After the general strike was called off, a more radical wing did develop inside the union. It criticized Walesas bureaucratic leadership. Some started developing ideas for workers direct management of the economy.
But the radicals lacked political clarity. They never offered a clearly worked out alternative. They, like Walesa, failed to warn of the impending catastrophe and to offer a solution.
The greatest weakness was the absence of a socialist left. People forget that the regime called itself "communist", and this created great confusion. Some of the best people mocked the language of the regime, calling themselves "anti-socialist elements". If their response was understandable, it produced weaknesses.
It was very hard for real socialist voices to gain a hearing in Eastern Europe in that period.
Confusion was not limited to the Polish left.
Many socialists and trade unionists in the West refused all-out support to Solidarnosc, because they still believed there was something "socialistic" about Poland.
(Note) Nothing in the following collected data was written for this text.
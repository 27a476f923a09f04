//! Sound events: the unit of work the sequencer hands to the builders.

use crate::Phase;
use core::fmt;
use metro_core::{ParamRange, samples_for};

/// Cruising ambience segment length.
pub const CRUISING_SECS: ParamRange = ParamRange::new("cruising_secs", 10.0, 18.0);
/// Curve segment length.
pub const CURVE_SECS: ParamRange = ParamRange::new("curve_secs", 2.5, 4.0);
/// Acceleration segment length.
pub const ACCELERATION_SECS: ParamRange = ParamRange::new("acceleration_secs", 3.8, 4.2);
/// Deceleration segment length.
pub const DECELERATION_SECS: ParamRange = ParamRange::new("deceleration_secs", 3.3, 3.7);
/// Station idle segment length.
pub const STATION_IDLE_SECS: ParamRange = ParamRange::new("station_idle_secs", 2.0, 3.0);
/// Door sequence length. Fixed by its chime/air/motor/seal timeline.
pub const DOOR_SEQUENCE_SECS: f32 = 3.28;
/// Event intensity.
pub const INTENSITY: ParamRange = ParamRange::new("intensity", 0.0, 1.0);
/// Implied vehicle speed.
pub const SPEED_KMH: ParamRange = ParamRange::new("speed_kmh", 0.0, 120.0);

/// What a segment sounds like, plus the random decisions that shape it.
#[derive(Debug, Clone, Copy, PartialEq, Eq, Hash)]
pub enum EventKind {
    /// Steady running between stations.
    Cruising {
        /// Cross a set of points part-way through.
        switch_crossing: bool,
        /// Hit a rail defect part-way through.
        rail_defect: bool,
    },
    /// A bend, optionally with wheel-flange squeal.
    Curve {
        /// Flange squeal layer present.
        flange_squeal: bool,
    },
    /// Chimes, air release, door travel and seal.
    DoorSequence,
    /// Pulling away from a platform.
    Acceleration {
        /// Momentary loss of traction.
        wheel_slip: bool,
    },
    /// Braking into a platform.
    Deceleration {
        /// Brake squeal layer present.
        brake_squeal: bool,
    },
    /// Standing at the platform with doors open.
    StationIdle,
}

impl EventKind {
    /// Short snake-case name.
    pub fn name(&self) -> &'static str {
        match self {
            EventKind::Cruising { .. } => "cruising",
            EventKind::Curve { .. } => "curve",
            EventKind::DoorSequence => "door_sequence",
            EventKind::Acceleration { .. } => "acceleration",
            EventKind::Deceleration { .. } => "deceleration",
            EventKind::StationIdle => "station_idle",
        }
    }

    /// Allowed duration range for this kind.
    pub fn duration_range(&self) -> ParamRange {
        match self {
            EventKind::Cruising { .. } => CRUISING_SECS,
            EventKind::Curve { .. } => CURVE_SECS,
            EventKind::DoorSequence => {
                ParamRange::new("door_sequence_secs", DOOR_SEQUENCE_SECS, DOOR_SEQUENCE_SECS)
            }
            EventKind::Acceleration { .. } => ACCELERATION_SECS,
            EventKind::Deceleration { .. } => DECELERATION_SECS,
            EventKind::StationIdle => STATION_IDLE_SECS,
        }
    }
}

/// One scheduled segment.
///
/// Every parameter is fixed when the event is created. The `seed` drives all
/// randomness inside the builder, so rendering the same event twice yields
/// identical samples.
#[derive(Debug, Clone, Copy, PartialEq)]
pub struct SoundEvent {
    /// Phase the event belongs to.
    pub phase: Phase,
    /// Kind and its feature flags.
    pub kind: EventKind,
    /// Length in seconds, inside `kind.duration_range()`.
    pub duration_secs: f32,
    /// Loudness/character scaler in [0, 1].
    pub intensity: f32,
    /// Implied speed at the start of the segment.
    pub start_speed_kmh: f32,
    /// Implied speed at the end of the segment.
    pub end_speed_kmh: f32,
    /// Seed for the builder's random stream.
    pub seed: u64,
}

impl SoundEvent {
    /// Create an event, clamping duration, intensity and speeds into range.
    pub fn new(
        phase: Phase,
        kind: EventKind,
        duration_secs: f32,
        intensity: f32,
        speed_kmh: (f32, f32),
        seed: u64,
    ) -> Self {
        Self {
            phase,
            kind,
            duration_secs: kind.duration_range().clamp(duration_secs),
            intensity: INTENSITY.clamp(intensity),
            start_speed_kmh: SPEED_KMH.clamp(speed_kmh.0),
            end_speed_kmh: SPEED_KMH.clamp(speed_kmh.1),
            seed,
        }
    }

    /// Rendered length in samples.
    pub fn sample_len(&self, sample_rate: f32) -> usize {
        samples_for(self.duration_secs, sample_rate)
    }

    /// Mean implied speed over the segment.
    pub fn mean_speed_kmh(&self) -> f32 {
        (self.start_speed_kmh + self.end_speed_kmh) * 0.5
    }
}

impl fmt::Display for SoundEvent {
    fn fmt(&self, f: &mut fmt::Formatter<'_>) -> fmt::Result {
        write!(
            f,
            "{:<10} {:<14} {:>5.2}s  intensity {:.2}  {:>5.1} -> {:>5.1} km/h",
            self.phase,
            self.kind.name(),
            self.duration_secs,
            self.intensity,
            self.start_speed_kmh,
            self.end_speed_kmh
        )?;
        match self.kind {
            EventKind::Cruising {
                switch_crossing,
                rail_defect,
            } => {
                if switch_crossing {
                    f.write_str("  +switch")?;
                }
                if rail_defect {
                    f.write_str("  +rail-defect")?;
                }
            }
            EventKind::Curve {
                flange_squeal: true,
            } => f.write_str("  +flange-squeal")?,
            EventKind::Acceleration { wheel_slip: true } => f.write_str("  +wheel-slip")?,
            EventKind::Deceleration { brake_squeal: true } => f.write_str("  +brake-squeal")?,
            _ => {}
        }
        Ok(())
    }
}

#[cfg(test)]
mod tests {
    use super::*;

    #[test]
    fn new_clamps_out_of_range_values() {
        let event = SoundEvent::new(
            Phase::Cruising,
            EventKind::Cruising {
                switch_crossing: false,
                rail_defect: false,
            },
            99.0,
            1.7,
            (-5.0, 500.0),
            1,
        );
        assert_eq!(event.duration_secs, 18.0);
        assert_eq!(event.intensity, 1.0);
        assert_eq!(event.start_speed_kmh, 0.0);
        assert_eq!(event.end_speed_kmh, 120.0);
    }

    #[test]
    fn door_sequence_duration_is_fixed() {
        let event = SoundEvent::new(
            Phase::Departure,
            EventKind::DoorSequence,
            1.0,
            0.8,
            (0.0, 0.0),
            1,
        );
        assert_eq!(event.duration_secs, DOOR_SEQUENCE_SECS);
    }

    #[test]
    fn display_lists_flags() {
        let event = SoundEvent::new(
            Phase::Arrival,
            EventKind::Deceleration { brake_squeal: true },
            3.5,
            0.8,
            (70.0, 0.0),
            1,
        );
        let line = event.to_string();
        assert!(line.starts_with("arrival"));
        assert!(line.contains("deceleration"));
        assert!(line.contains("+brake-squeal"));
    }
}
One of these was Arthur Scargill, the British miners leader. (The Polish regime rewarded his "loyalty" three years later, supplying scab coal to help break the miners strike in Britain.)
Plus, this was the Cold War. Western conservative politicians including Ronald Reagan and Margaret Thatcher claimed to support Solidarnosc. This was the greatest hypocrisy, of course. While they were weeping crocodile tears over the Polish workers movement, Reagan was smashing the air traffic controllers union in America and Thatcher launched an anti-union offensive in Britain.
Was it all a loss?
It is important to recognize that the Polish defeat was much less serious than that
suffered by the Chilean workers eight years before. General Pinochets regime murdered thousands of Chilean trade unionists and socialists. In Poland, General Jaruzelskis forces killed less than 60. Plus, Solidarnosc continued to organize underground, and on quite a mass basis.
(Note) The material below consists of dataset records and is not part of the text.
//! Segment splicing and chunking.
//!
//! The mixer turns a stream of independently rendered segments into fixed-size
//! chunks of interleaved 16-bit PCM:
//!
//! ```text
//! segment ──► cross-fade with held tail ──► soft limit ──► quantize ──► interleave ──► chunks
//!                                   │
//!                                   └── last `crossfade` samples held back for the next splice
//! ```
//!
//! Each splice overlaps the held tail of the previous segment with the head of
//! the next using equal-power gains, so the output never steps at a segment
//! boundary. The overlap shortens the stream by one window per splice.

use metro_core::{
    LIMIT_THRESHOLD, ParamRange, SAMPLE_RATE, SampleBuffer, equal_power_gains, quantize_i16,
    samples_for, soft_limit,
};

/// Allowed cross-fade window in milliseconds.
pub const CROSSFADE_MS: ParamRange = ParamRange::new("crossfade_ms", 50.0, 150.0);
/// Default cross-fade window in milliseconds.
pub const DEFAULT_CROSSFADE_MS: f32 = 80.0;
/// Default chunk size in frames.
pub const DEFAULT_CHUNK_FRAMES: usize = 1024;

/// One chunk of interleaved 16-bit samples, `frames × channels` long.
pub type Chunk = Vec<i16>;

/// Output channel layout. Stereo duplicates the mono mix into both channels.
#[derive(Debug, Clone, Copy, PartialEq, Eq, Hash, Default)]
pub enum Channels {
    /// One channel.
    Mono,
    /// Two identical channels.
    #[default]
    Stereo,
}

impl Channels {
    /// Channel count.
    pub fn count(self) -> u16 {
        match self {
            Channels::Mono => 1,
            Channels::Stereo => 2,
        }
    }
}

/// PCM format handed to a sink. Samples are always signed 16-bit.
#[derive(Debug, Clone, Copy, PartialEq, Eq)]
pub struct OutputFormat {
    /// Sample rate in Hz.
    pub sample_rate: u32,
    /// Channel layout.
    pub channels: Channels,
}

impl Default for OutputFormat {
    fn default() -> Self {
        Self {
            sample_rate: SAMPLE_RATE,
            channels: Channels::Stereo,
        }
    }
}

impl OutputFormat {
    /// Channel count.
    pub fn channel_count(&self) -> u16 {
        self.channels.count()
    }

    /// Bits per sample; fixed at 16.
    pub fn bits_per_sample(&self) -> u16 {
        16
    }
}

/// Mixer settings.
#[derive(Debug, Clone, Copy, PartialEq)]
pub struct MixerConfig {
    /// Cross-fade window in milliseconds, clamped to [`CROSSFADE_MS`].
    pub crossfade_ms: f32,
    /// Frames per emitted chunk.
    pub chunk_frames: usize,
    /// Output format.
    pub format: OutputFormat,
}

impl Default for MixerConfig {
    fn default() -> Self {
        Self {
            crossfade_ms: DEFAULT_CROSSFADE_MS,
            chunk_frames: DEFAULT_CHUNK_FRAMES,
            format: OutputFormat::default(),
        }
    }
}

impl MixerConfig {
    /// Duration of one chunk in seconds.
    pub fn chunk_secs(&self) -> f32 {
        self.chunk_frames.max(1) as f32 / self.format.sample_rate.max(1) as f32
    }

    /// Samples each splice overlaps at the output rate, after clamping.
    ///
    /// A journey budgeted with this overlap plays at least its budget.
    pub fn crossfade_len(&self) -> usize {
        let secs = CROSSFADE_MS.clamp(self.crossfade_ms) / 1000.0;
        samples_for(secs, self.format.sample_rate as f32).max(1)
    }
}

/// Streaming segment splicer.
///
/// ```rust
/// use metro_core::SampleBuffer;
/// use metro_io::{Mixer, MixerConfig};
///
/// let mut mixer = Mixer::new(MixerConfig::default());
/// let mut chunks = mixer.push(&SampleBuffer::silence(1.0, 44100.0));
/// chunks.extend(mixer.finish());
/// assert!(chunks.iter().all(|c| c.len() == 1024 * 2));
/// ```
#[derive(Debug, Clone)]
pub struct Mixer {
    config: MixerConfig,
    fade_len: usize,
    chunk_len: usize,
    tail: Vec<f32>,
    pending: Vec<i16>,
    segments: u64,
    frames: u64,
}

impl Mixer {
    /// Create a mixer. Out-of-range settings are clamped.
    pub fn new(config: MixerConfig) -> Self {
        let config = MixerConfig {
            crossfade_ms: CROSSFADE_MS.clamp(config.crossfade_ms),
            chunk_frames: config.chunk_frames.max(1),
            format: config.format,
        };
        let fade_len = config.crossfade_len();
        let chunk_len = config.chunk_frames * usize::from(config.format.channel_count());
        Self {
            config,
            fade_len,
            chunk_len,
            tail: Vec::with_capacity(fade_len),
            pending: Vec::with_capacity(chunk_len),
            segments: 0,
            frames: 0,
        }
    }

    /// Effective configuration after clamping.
    pub fn config(&self) -> &MixerConfig {
        &self.config
    }

    /// Cross-fade window in samples.
    pub fn crossfade_len(&self) -> usize {
        self.fade_len
    }

    /// Segments pushed so far.
    pub fn segments(&self) -> u64 {
        self.segments
    }

    /// Frames emitted so far, padding included.
    pub fn frames_emitted(&self) -> u64 {
        self.frames
    }

    /// Splice in a segment and return every chunk that is now complete.
    pub fn push(&mut self, segment: &SampleBuffer) -> Vec<Chunk> {
        let incoming = segment.samples();
        if segment.sample_rate() != self.config.format.sample_rate as f32 {
            tracing::debug!(
                segment_rate = segment.sample_rate(),
                output_rate = self.config.format.sample_rate,
                "segment sample rate differs from output"
            );
        }

        let mut joined = std::mem::take(&mut self.tail);
        let overlap = joined.len().min(incoming.len()).min(self.fade_len);
        let start = joined.len() - overlap;
        for (i, (held, &next)) in joined[start..].iter_mut().zip(incoming).enumerate() {
            let t = (i + 1) as f32 / (overlap + 1) as f32;
            let (fade_out, fade_in) = equal_power_gains(t);
            *held = *held * fade_out + next * fade_in;
        }
        joined.extend_from_slice(&incoming[overlap..]);

        let hold = joined.len().min(self.fade_len);
        self.tail = joined.split_off(joined.len() - hold);
        self.segments += 1;
        self.emit(&joined)
    }

    /// Fade out the held tail, pad the last chunk with silence and return
    /// what is left. The mixer is empty afterwards and can be reused.
    pub fn finish(&mut self) -> Vec<Chunk> {
        let mut tail = std::mem::take(&mut self.tail);
        let n = tail.len();
        for (i, s) in tail.iter_mut().enumerate() {
            let (fade_out, _) = equal_power_gains((i + 1) as f32 / n as f32);
            *s *= fade_out;
        }
        let mut chunks = self.emit(&tail);
        if !self.pending.is_empty() {
            let padding = self.chunk_len - self.pending.len();
            self.pending.resize(self.chunk_len, 0);
            self.frames += (padding / usize::from(self.config.format.channel_count())) as u64;
            chunks.push(std::mem::replace(
                &mut self.pending,
                Vec::with_capacity(self.chunk_len),
            ));
        }
        chunks
    }

    fn emit(&mut self, samples: &[f32]) -> Vec<Chunk> {
        let channels = usize::from(self.config.format.channel_count());
        let mut chunks = Vec::new();
        for &s in samples {
            let q = quantize_i16(soft_limit(s, LIMIT_THRESHOLD));
            for _ in 0..channels {
                self.pending.push(q);
            }
            self.frames += 1;
            if self.pending.len() >= self.chunk_len {
                chunks.push(std::mem::replace(
                    &mut self.pending,
                    Vec::with_capacity(self.chunk_len),
                ));
            }
        }
        chunks
    }
}

#[cfg(test)]
mod tests {
    use super::*;

    const SR: f32 = 44100.0;

    fn mono() -> MixerConfig {
        MixerConfig {
            format: OutputFormat {
                sample_rate: SAMPLE_RATE,
                channels: Channels::Mono,
            },
            ..MixerConfig::default()
        }
    }

    fn flatten(chunks: &[Chunk]) -> Vec<i16> {
        chunks.iter().flatten().copied().collect()
    }

    #[test]
    fn crossfade_is_clamped() {
        let mixer = Mixer::new(MixerConfig {
            crossfade_ms: 10.0,
            ..MixerConfig::default()
        });
        assert_eq!(mixer.config().crossfade_ms, 50.0);
        assert_eq!(mixer.crossfade_len(), 2205);
    }

    #[test]
    fn splice_between_opposite_levels_is_smooth() {
        let mut mixer = Mixer::new(mono());
        let mut chunks = mixer.push(&SampleBuffer::from_vec(vec![0.5; 44100], SR));
        chunks.extend(mixer.push(&SampleBuffer::from_vec(vec![-0.5; 44100], SR)));
        chunks.extend(mixer.finish());

        let out = flatten(&chunks);
        let max_step = out
            .windows(2)
            .map(|w| (f32::from(w[1]) - f32::from(w[0])).abs() / 32767.0)
            .fold(0.0f32, f32::max);
        assert!(max_step < 0.01, "max step {max_step}");
    }

    #[test]
    fn overlap_shortens_by_one_window_per_splice() {
        let mut mixer = Mixer::new(mono());
        let fade = mixer.crossfade_len() as u64;
        let mut chunks = mixer.push(&SampleBuffer::silence(1.0, SR));
        chunks.extend(mixer.push(&SampleBuffer::silence(1.0, SR)));
        let before_padding = 2 * 44100 - fade;
        chunks.extend(mixer.finish());
        let frames = mixer.frames_emitted();
        assert!(frames >= before_padding && frames < before_padding + 1024);
        assert_eq!(frames as usize, flatten(&chunks).len());
    }

    #[test]
    fn config_and_mixer_agree_on_the_window() {
        for crossfade_ms in [10.0, 50.0, 80.0, 100.0, 400.0] {
            let config = MixerConfig {
                crossfade_ms,
                ..mono()
            };
            assert_eq!(config.crossfade_len(), Mixer::new(config).crossfade_len());
        }
        assert_eq!(MixerConfig::default().crossfade_len(), 3528);
    }

    #[test]
    fn chunks_are_full_and_stereo_is_duplicated() {
        let mut mixer = Mixer::new(MixerConfig::default());
        let tone = SampleBuffer::from_fn(5000, SR, |n| 0.3 * (n as f32 * 0.01).sin());
        let mut chunks = mixer.push(&tone);
        chunks.extend(mixer.finish());
        assert!(!chunks.is_empty());
        for chunk in &chunks {
            assert_eq!(chunk.len(), 2048);
            assert!(chunk.chunks(2).all(|f| f[0] == f[1]));
        }
    }

    #[test]
    fn short_segments_are_carried_into_the_next_chunk() {
        let mut mixer = Mixer::new(mono());
        for _ in 0..3 {
            assert!(mixer.push(&SampleBuffer::silence(0.01, SR)).is_empty());
        }
        assert_eq!(mixer.finish().len(), 1);
    }

    #[test]
    fn finish_fades_tail_to_zero() {
        let mut mixer = Mixer::new(mono());
        let mut chunks = mixer.push(&SampleBuffer::from_vec(vec![0.5; 20000], SR));
        chunks.extend(mixer.finish());
        let out = flatten(&chunks);
        let last_audio = 20000 - 1;
        assert_eq!(out[last_audio], 0);
        assert!(out[last_audio + 1..].iter().all(|&s| s == 0));
    }

    #[test]
    fn loud_input_is_limited_without_wraparound() {
        let mut mixer = Mixer::new(mono());
        let mut chunks = mixer.push(&SampleBuffer::from_vec(vec![3.0, -3.0, 1.5, -1.5], SR));
        chunks.extend(mixer.finish());
        let out = flatten(&chunks);
        assert!(out[0] > 0 && out[1] < 0 && out[2] > 0);
    }
}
There was a reason. Though Jaruzelski had won in the short run, his regime lacked support from every sector of society. Within a few years, he was opening negotiations again with the opposition. Poland was among the first East European countries to abandon so-called "communism" in 1989.
But the Solidarnosc that formed the first non-communist government in 1989 was a very different animal from the workers movement of 1980-81. By the late 1980s it was effectively dominated by rightward-moving middle class people. It had like Jaruzelskis government too become enamoured of the "free market".
Almost its first act as a new government was to allow unemployment to soar, breaking the back of working-class confidence.
What are the most important lessons?
The most vital thing to recover is the vibrant and democratic creative organization of the working class, organizing itself in a mass strike. Rosa Luxemburg wrote about that a hundred years ago, and the Polish workers proved she was right, on a scaleshe could not have imagined.
The other lesson is that every great movement spontaneously generates tendencies to compromise and to contain its own militancy. Unless socialists are on hand to argue for a different way forward, such tendencies will lead even the most brilliant movement into the sand. Socialists need to recognize, celebrate and spread the best practice of Solidarnosc even today.